La speranza è fondata su una certezza, non su un mito o un’utopia, sull’apparizione di segni di risurrezione, come mostra San Paolo (cf. 1Cor 15,1-11). Dobbiamo aiutare gli uomini a vedere la presenza del Signore, perché possano dire come Isaia: «I miei occhi hanno visto il re, il Signore degli eserciti» (Is 6,5). Mostriamo agli uomini segni di speranza, punti vivi della risurrezione, nella vita, nella fedeltà, nella carità più grandi di ogni brutta possibilità di male.

3. Siamo fragili e vulnerabili, è vero. Pietro stesso riconosce di essere un peccatore (cf. Lc 5,8), come Isaia un uomo dalle labbra impure (cf. Is 6,4) e Paolo l’ultimo degli apostoli, quasi un aborto (cf. 1Cor 15,8). La scelta del Signore rende evidente che, nella successione degli uomini che guidano la Chiesa, il Pastore che conduce e fa riposare è Cristo stesso e che l’esito del nostro lavoro non è mai il risultato delle nostre forze umane. Siamo gli ultimi, insufficienti, limitati e peccatori, ma amati, chiamati e inviati.
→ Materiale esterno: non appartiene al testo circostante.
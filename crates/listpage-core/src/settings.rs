//! Pagination settings
//!
//! Settings are plain serde data with defaults for every field, so an empty
//! TOML document is a valid configuration. Environment variables may
//! override the scalar fields after loading.
//!
//! ```toml
//! per_page_key = "per_page"
//! paged_key = "paged"
//! per_page = 10
//!
//! [links]
//! show_all = false
//! end_size = 1
//! mid_size = 2
//! ```

use crate::keys::{DEFAULT_PAGED_KEY, DEFAULT_PER_PAGE_KEY, KeyFilter, ParamKey, QueryKeys};
use crate::params::DEFAULT_PER_PAGE;
use serde::{Deserialize, Serialize};
use std::fs;
use std::path::Path;

/// Error type for loading and validating settings
#[non_exhaustive]
#[derive(Debug, thiserror::Error)]
pub enum SettingsError {
	#[error("IO error: {0}")]
	Io(#[from] std::io::Error),

	#[error("TOML error: {0}")]
	Toml(#[from] toml::de::Error),

	#[error("Invalid value for {key}: {value:?}")]
	InvalidValue { key: String, value: String },

	#[error("The {0} must not be empty")]
	EmptyKey(ParamKey),

	#[error("per_page_key and paged_key are both {0:?}")]
	DuplicateKey(String),
}

/// How the page-link sequence is built
#[derive(Debug, Clone, PartialEq, Eq, Serialize, Deserialize)]
#[serde(default, deny_unknown_fields)]
pub struct LinkSettings {
	/// Emit every page instead of eliding far-away pages
	pub show_all: bool,
	/// Pages always shown at each end of the sequence
	pub end_size: usize,
	/// Pages shown on each side of the current page
	pub mid_size: usize,
	/// Emit previous/next links
	pub prev_next: bool,
	/// Label of the previous link (trusted markup)
	pub prev_text: String,
	/// Label of the next link (trusted markup)
	pub next_text: String,
}

impl Default for LinkSettings {
	fn default() -> Self {
		Self {
			show_all: false,
			end_size: 1,
			mid_size: 2,
			prev_next: true,
			prev_text: "&laquo;".to_string(),
			next_text: "&raquo;".to_string(),
		}
	}
}

impl LinkSettings {
	/// Emits one link per page with no elision
	pub fn show_all(mut self) -> Self {
		self.show_all = true;
		self
	}

	pub fn end_size(mut self, size: usize) -> Self {
		self.end_size = size;
		self
	}

	pub fn mid_size(mut self, size: usize) -> Self {
		self.mid_size = size;
		self
	}

	pub fn prev_next(mut self, enabled: bool) -> Self {
		self.prev_next = enabled;
		self
	}
}

/// Settings for one paginated listing
///
/// # Examples
///
/// ```
/// use listpage_core::settings::PaginationSettings;
///
/// let settings = PaginationSettings::from_toml_str("per_page = 20").unwrap();
/// assert_eq!(settings.per_page, 20);
/// assert_eq!(settings.paged_key, "paged");
/// ```
#[derive(Debug, Clone, PartialEq, Eq, Serialize, Deserialize)]
#[serde(default, deny_unknown_fields)]
pub struct PaginationSettings {
	/// Query-string key carrying the items-per-page value
	pub per_page_key: String,
	/// Query-string key carrying the current page number
	pub paged_key: String,
	/// Items per page when the request does not specify a usable value
	pub per_page: usize,
	pub links: LinkSettings,
}

impl Default for PaginationSettings {
	fn default() -> Self {
		Self {
			per_page_key: DEFAULT_PER_PAGE_KEY.to_string(),
			paged_key: DEFAULT_PAGED_KEY.to_string(),
			per_page: DEFAULT_PER_PAGE,
			links: LinkSettings::default(),
		}
	}
}

impl PaginationSettings {
	pub fn new() -> Self {
		Self::default()
	}

	pub fn per_page(mut self, per_page: usize) -> Self {
		self.per_page = per_page;
		self
	}

	pub fn keys(mut self, per_page_key: impl Into<String>, paged_key: impl Into<String>) -> Self {
		self.per_page_key = per_page_key.into();
		self.paged_key = paged_key.into();
		self
	}

	pub fn links(mut self, links: LinkSettings) -> Self {
		self.links = links;
		self
	}

	/// Parses and validates settings from a TOML document
	pub fn from_toml_str(source: &str) -> Result<Self, SettingsError> {
		let settings: Self = toml::from_str(source)?;
		settings.validate()?;
		Ok(settings)
	}

	/// Reads, parses and validates a TOML settings file
	pub fn from_toml_file(path: impl AsRef<Path>) -> Result<Self, SettingsError> {
		let path = path.as_ref();
		tracing::debug!(path = %path.display(), "loading pagination settings");
		let source = fs::read_to_string(path)?;
		Self::from_toml_str(&source)
	}

	/// Applies overrides from process environment variables
	///
	/// Recognised names are `{prefix}PER_PAGE_KEY`, `{prefix}PAGED_KEY` and
	/// `{prefix}PER_PAGE`.
	pub fn with_env_overrides(self, prefix: &str) -> Result<Self, SettingsError> {
		let vars = std::env::vars().filter(|(name, _)| name.starts_with(prefix));
		self.with_overrides(prefix, vars)
	}

	/// Applies overrides from explicit `(name, value)` pairs
	///
	/// Names without `prefix` or not recognised are ignored.
	pub fn with_overrides<I, K, V>(mut self, prefix: &str, vars: I) -> Result<Self, SettingsError>
	where
		I: IntoIterator<Item = (K, V)>,
		K: AsRef<str>,
		V: Into<String>,
	{
		for (name, value) in vars {
			let Some(field) = name.as_ref().strip_prefix(prefix) else {
				continue;
			};
			match field {
				"PER_PAGE_KEY" => self.per_page_key = value.into(),
				"PAGED_KEY" => self.paged_key = value.into(),
				"PER_PAGE" => {
					let value: String = value.into();
					self.per_page = value.trim().parse().map_err(|_| SettingsError::InvalidValue {
						key: name.as_ref().to_string(),
						value: value.clone(),
					})?;
				}
				_ => continue,
			}
			tracing::debug!(name = name.as_ref(), "pagination setting overridden from environment");
		}
		self.validate()?;
		Ok(self)
	}

	/// Checks that both keys are non-empty and distinct
	pub fn validate(&self) -> Result<(), SettingsError> {
		if self.per_page_key.is_empty() {
			return Err(SettingsError::EmptyKey(ParamKey::PerPage));
		}
		if self.paged_key.is_empty() {
			return Err(SettingsError::EmptyKey(ParamKey::Paged));
		}
		if self.per_page_key == self.paged_key {
			return Err(SettingsError::DuplicateKey(self.paged_key.clone()));
		}
		Ok(())
	}

	/// Resolves the query keys, running them through `filter`
	pub fn query_keys(&self, filter: &impl KeyFilter) -> QueryKeys {
		QueryKeys::new(self.per_page_key.clone(), self.paged_key.clone()).filtered(filter)
	}
}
Chiamati perché amati e non perché premiati per un qualche nostro merito. Ciò che fa stare in piedi non è certo la presunzione della nostra capacità ma la certezza della grazia di Cristo che non è mai vana in chi la accoglie con semplicità (cf. 1Cor 15,10). Il Signore chiama a sé vasi fragili (Cf. 2Cor 4,7) per custodire e trasmettere il proprio tesoro. La fragilità umana è, allora, se consegnata al Signore nella sequela umile, e nella docile disponibilità a lasciarsi correggere e convertire, un segno potente della verità delle promesse divine e della misericordia di Dio.

L’esperienza di questa misericordia rende bella e amabile la Chiesa. Ama la Chiesa, don Mario, come Cristo l’ama. Abbiamo sentito San Paolo parlare della sua fatica per la Chiesa (cf. 1Cor 15,10). Tu, vivi e lavora, giorno e notte, fino all’ultimo respiro, per renderla più bella e credibile; per questo prega e soffri, per questo non esitare a offrire tutto.

Poggia tutto sulla promessa del Signore. Non temere, don Mario, fratello Vescovo, prendi il largo e diventa pescatore di uomini.